Literature Quotes - page 68
A critical sense of style and of poetic form is not easy to attain, nor is it of first importance for the younger, or, indeed, for any student of Virgil. Wide open to anyone who is willing to learn is the richer knowledge of Virgil as a poet who loved his country and who loved also that humanity which existed before Rome, exists today within ourselves, and will exist long after our own civilization, like that of Virgil's Rome, has become a matter of "ancient history." It is true that the longer one has lived the better one can appreciate a poem which is concerned with life. But the gain that comes to us with the years depends, partly at least, upon the riches we have been willing to extract from literature, which is the experience of other men and women written out. In youth's search for this treasure the Aeneid will be at once a fair haven and a port of departure.
John Conington
Ed walked away from the program feeling fortified and stapled. His brain was buzzing, the way it always did just after Jeopardy! He loaded up the microbus with Atlases and poseidons and headed for Pope County. "I've had it," he sang. "I've had it with puns, alliteration, Russian literature, Italian neorealism, meaningless cross-references, and laundry lists of nonsense. I shall drive without a license, without clothing, without direction, and if I make it to Arkansas, fine, and if I'm running late, if I'm running a numbers game, it doesn't matter, I shall keep on running. Yes, this is the answer. This is the ending. I shall keep on running, because a body in motion tends to stay emotional, and it's better to feel. Pain is better than emptiness, emptiness is better than nothing, and nothing is better than this."
John S. Hall
We live in stormy and unsettled times. Hence we may confer a benefit, not only on ourselves, but on others, by diverting attention from the exciting circumstances of the present day-from the disheartening eccentricities of a literature which meanders in a thousand frivolous directions-to the calm regions where the inner man, self-examined, submits himself to moral treatment. Here our connection with things, our object, our duty, become clear; and, while we quietly separate ourselves from a world which is unable to assure us of anything, we feel that the joy we thought lost again returns, and that a second innocence spreads its clear and tranquillizing light over human existence. The child may amuse himself with childish rhymes. Man should find his recreation in reflecting on his relation to the things of this life. To all has this power been vouchsafed; by all should it be exercised.

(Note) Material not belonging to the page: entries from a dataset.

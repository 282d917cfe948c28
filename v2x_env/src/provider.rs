//! Core dataset provider trait consumed by the state index.

use crate::error::ProviderError;
use crate::types::{FrameRecord, SampleDataToken, SampleToken, SceneRecord, SensorRecord};

/// Read-only view of a multi-agent driving dataset.
///
/// This trait abstracts the dataset catalog so that the state index can
/// run against both the on-disk nuScenes-format layout and synthetic
/// in-memory datasets.
///
/// # Implementations
///
/// - **On disk**: `NuScenesProvider` - JSON catalog tables + `.npy` payloads
/// - **In memory**: `MemoryProvider` - builder-populated tables, used by tests
///   and synthetic scenarios
///
/// # Access pattern
///
/// The provider is queried, never mutated. All calls are synchronous;
/// a failed read is reported to the caller, which decides whether it is
/// fatal.
pub trait DatasetProvider {
    /// Returns the number of scenes in the catalog.
    fn scene_count(&self) -> usize;

    /// Returns the scene record at a zero-based catalog position.
    ///
    /// # Errors
    /// * `ProviderError::SceneOutOfRange` - `scene_id >= scene_count()`
    fn scene(&self, scene_id: usize) -> Result<SceneRecord, ProviderError>;

    /// Resolves a frame reference to its channel list and chain link.
    fn frame(&self, token: &SampleToken) -> Result<FrameRecord, ProviderError>;

    /// Resolves a channel's sensor record reference.
    fn sensor_record(&self, token: &SampleDataToken) -> Result<SensorRecord, ProviderError>;

    /// Decodes the payload stored under `filename` into a flat scalar array.
    ///
    /// `filename` is relative to the dataset root.
    fn load_payload(&self, filename: &str) -> Result<Vec<f64>, ProviderError>;
}

impl<P: DatasetProvider + ?Sized> DatasetProvider for &P {
    fn scene_count(&self) -> usize {
        (**self).scene_count()
    }

    fn scene(&self, scene_id: usize) -> Result<SceneRecord, ProviderError> {
        (**self).scene(scene_id)
    }

    fn frame(&self, token: &SampleToken) -> Result<FrameRecord, ProviderError> {
        (**self).frame(token)
    }

    fn sensor_record(&self, token: &SampleDataToken) -> Result<SensorRecord, ProviderError> {
        (**self).sensor_record(token)
    }

    fn load_payload(&self, filename: &str) -> Result<Vec<f64>, ProviderError> {
        (**self).load_payload(filename)
    }
}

Ernst, Baron von Feuchtersleben
Yes, there was Edgar, whom I starved and hunted until I was tired of it: then I chased him up a back alley one night, and knocked out those annoying brains of his. And there was Walt, whom I chivvied and battered from place to place, and made a paralytic of him: and him, too, I labelled offensive and lewd and lascivious and indecent. Then later there was Mark, whom I frightened into disguising himself in a clown's suit, so that nobody might suspect him to be a maker of literature: indeed, I frightened him so that he hid away the greater part of what he had made until after he was dead, and I could not get at him. That was a disgusting trick to play on me, I consider.